Stante la completezza delle acquisizioni istruttorie, quindi, il Collegio distrettuale aveva giustamente respinto la richiesta di una perizia, escludendo il requisito della indispensabilità ai fini del decidere di una ulteriore indagine tecnica.

I motivi di ricorso – a detta della Cassazione – non facevano che riproporre le censure che in appello erano state accuratamente vagliate e che si risolvevano in una prospettazione alternativa della dinamica del sinistro, non supportata da elementi oggettivi e per questo già disattesa in sede di gravame. Nessuna prova infatti era emersa in merito alla circostanza, dedotta dalla difesa in maniera meramente assertiva, che la vittima fosse scesa dalla bicicletta, accompagnandola a piedi, così da porsi in posizione pericolosa sulla strada, e neppure che il velocipede fosse non visibile, posto che in sede di rilievi effettuati nell’immediatezza sul mezzo sequestrato, era emerso che la parte posteriore della bicicletta era integra, che la dinamo era attaccata e che i fanalini anteriore e posteriore erano funzionanti.
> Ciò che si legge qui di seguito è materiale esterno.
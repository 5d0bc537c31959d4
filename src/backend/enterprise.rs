//! Durable file-backed storage backend (`enterprise` wallet type).
//!
//! Layout under the configured root:
//!
//! ```text
//! <path>/<wallet_name>/metadata.json
//! <path>/<wallet_name>/records/<sha256(category)>/<sha256(id)>
//! ```
//!
//! Every write goes to disk before returning, so the measured latency includes
//! real I/O on the persistence path. Metadata is buffered and flushed on close.

use std::fs;
use std::io::ErrorKind;
use std::path::{Path, PathBuf};

use crate::{BenchError, BenchResult, sha256_hex};

use super::selector::{BackendKind, PARAM_PATH};
use super::traits::{ConnectionParams, StorageBackend, WalletStorage, wallet_name, wants_fresh};

const METADATA_FILE: &str = "metadata.json";
const RECORDS_DIR: &str = "records";

/// A wallet name must stay a single directory directly under the root.
fn checked_wallet_name(name: &str) -> BenchResult<&str> {
    let trimmed = name.trim();
    let invalid = trimmed.is_empty()
        || trimmed == "."
        || trimmed == ".."
        || trimmed.contains(['/', '\\', '\0'])
        || Path::new(trimmed).is_absolute();
    if invalid {
        return Err(BenchError::BackendUnavailable(format!(
            "invalid wallet name {name:?}: expected a single path component"
        )));
    }
    Ok(trimmed)
}

/// File-backed wallet store.
#[derive(Debug, Clone, Default)]
pub struct EnterpriseBackend;

impl EnterpriseBackend {
    pub fn new() -> Self {
        EnterpriseBackend
    }
}

impl StorageBackend for EnterpriseBackend {
    fn kind(&self) -> BackendKind {
        BackendKind::Enterprise
    }

    fn open(&self, params: &ConnectionParams) -> BenchResult<Box<dyn WalletStorage>> {
        let root = params
            .get(PARAM_PATH)
            .filter(|p| !p.trim().is_empty())
            .ok_or_else(|| {
                BenchError::BackendUnavailable(format!(
                    "enterprise backend requires a `{PARAM_PATH}` connection parameter"
                ))
            })?;
        let name = checked_wallet_name(wallet_name(params))?.to_string();
        let dir = Path::new(root).join(&name);

        if wants_fresh(params) && dir.exists() {
            fs::remove_dir_all(&dir).map_err(|e| {
                BenchError::BackendUnavailable(format!(
                    "failed to reset wallet {}: {e}",
                    dir.display()
                ))
            })?;
        }
        fs::create_dir_all(dir.join(RECORDS_DIR)).map_err(|e| {
            BenchError::BackendUnavailable(format!(
                "failed to create wallet {}: {e}",
                dir.display()
            ))
        })?;

        let metadata = match fs::read_to_string(dir.join(METADATA_FILE)) {
            Ok(s) => Some(s),
            Err(e) if e.kind() == ErrorKind::NotFound => None,
            Err(e) => {
                return Err(BenchError::BackendUnavailable(format!(
                    "failed to read wallet metadata: {e}"
                )));
            }
        };

        tracing::debug!(wallet = %name, dir = %dir.display(), "opened enterprise wallet");
        Ok(Box::new(EnterpriseWallet {
            name,
            dir,
            metadata,
            metadata_dirty: false,
            open: true,
        }))
    }
}

/// Handle to a file-backed wallet.
#[derive(Debug)]
pub struct EnterpriseWallet {
    name: String,
    dir: PathBuf,
    metadata: Option<String>,
    metadata_dirty: bool,
    open: bool,
}

impl EnterpriseWallet {
    fn ensure_open(&self) -> BenchResult<()> {
        if self.open {
            Ok(())
        } else {
            Err(BenchError::Message(format!("wallet '{}' is closed", self.name)))
        }
    }

    fn category_dir(&self, category: &str) -> PathBuf {
        self.dir.join(RECORDS_DIR).join(sha256_hex(category.as_bytes()))
    }

    fn record_path(&self, category: &str, id: &str) -> PathBuf {
        self.category_dir(category).join(sha256_hex(id.as_bytes()))
    }

    fn write_record(&self, path: &Path, value: &[u8]) -> BenchResult<()> {
        if let Some(parent) = path.parent() {
            fs::create_dir_all(parent)
                .map_err(|e| BenchError::Message(format!("failed to create directory: {e}")))?;
        }
        fs::write(path, value)
            .map_err(|e| BenchError::Message(format!("failed to write record: {e}")))
    }

    fn flush_metadata(&mut self) -> BenchResult<()> {
        if let (true, Some(metadata)) = (self.metadata_dirty, &self.metadata) {
            fs::write(self.dir.join(METADATA_FILE), metadata)
                .map_err(|e| BenchError::Message(format!("failed to write metadata: {e}")))?;
            self.metadata_dirty = false;
        }
        Ok(())
    }
}

impl WalletStorage for EnterpriseWallet {
    fn kind(&self) -> BackendKind {
        BackendKind::Enterprise
    }

    fn name(&self) -> &str {
        &self.name
    }

    fn add(&mut self, category: &str, id: &str, value: &[u8]) -> BenchResult<()> {
        self.ensure_open()?;
        let path = self.record_path(category, id);
        if path.exists() {
            return Err(BenchError::Message(format!(
                "record {category}/{id} already exists"
            )));
        }
        self.write_record(&path, value)
    }

    fn get(&self, category: &str, id: &str) -> BenchResult<Option<Vec<u8>>> {
        self.ensure_open()?;
        match fs::read(self.record_path(category, id)) {
            Ok(bytes) => Ok(Some(bytes)),
            Err(e) if e.kind() == ErrorKind::NotFound => Ok(None),
            Err(e) => Err(BenchError::Message(format!("failed to read record: {e}"))),
        }
    }

    fn update(&mut self, category: &str, id: &str, value: &[u8]) -> BenchResult<()> {
        self.ensure_open()?;
        let path = self.record_path(category, id);
        if !path.exists() {
            return Err(BenchError::Message(format!("record {category}/{id} not found")));
        }
        self.write_record(&path, value)
    }

    fn delete(&mut self, category: &str, id: &str) -> BenchResult<bool> {
        self.ensure_open()?;
        match fs::remove_file(self.record_path(category, id)) {
            Ok(()) => Ok(true),
            Err(e) if e.kind() == ErrorKind::NotFound => Ok(false),
            Err(e) => Err(BenchError::Message(format!("failed to delete record: {e}"))),
        }
    }

    fn count(&self, category: &str) -> BenchResult<usize> {
        self.ensure_open()?;
        match fs::read_dir(self.category_dir(category)) {
            Ok(entries) => Ok(entries.filter_map(|e| e.ok()).count()),
            Err(e) if e.kind() == ErrorKind::NotFound => Ok(0),
            Err(e) => Err(BenchError::Message(format!("failed to list records: {e}"))),
        }
    }

    fn metadata(&self) -> BenchResult<Option<String>> {
        self.ensure_open()?;
        Ok(self.metadata.clone())
    }

    fn set_metadata(&mut self, metadata: &str) -> BenchResult<()> {
        self.ensure_open()?;
        self.metadata = Some(metadata.to_string());
        self.metadata_dirty = true;
        Ok(())
    }

    fn is_open(&self) -> bool {
        self.open
    }

    fn close(&mut self) -> BenchResult<()> {
        if !self.open {
            return Ok(());
        }
        let flushed = self.flush_metadata();
        self.open = false;
        tracing::debug!(wallet = %self.name, "closed enterprise wallet");
        flushed
    }
}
Anche la conclusione di un urto laterale, dovuto al ritardato avvistamento da parte dell’automobilista nel sorpassare il mezzo assai più leggero e più lento, aveva trovato indubbio supporto nella relazione tecnica del consulente del P.M., il quale, specificando che la bicicletta non aveva riportato danni da urto diretto a livello di telaio e ruota, dimostrava che non stava deviando improvvisamente verso sinistra – come già sostenuto in appello dalla difesa – ma marciava regolarmente tenendo la propria destra. Di qui la corretta conclusione che l’evento mortale era da ascrivere alla colpa esclusiva dell’automobilista, il quale, marciando in ora serale su strada priva di illuminazione pubblica, non teneva una condotta di guida attenta ed una velocità adeguata allo stato dei luoghi.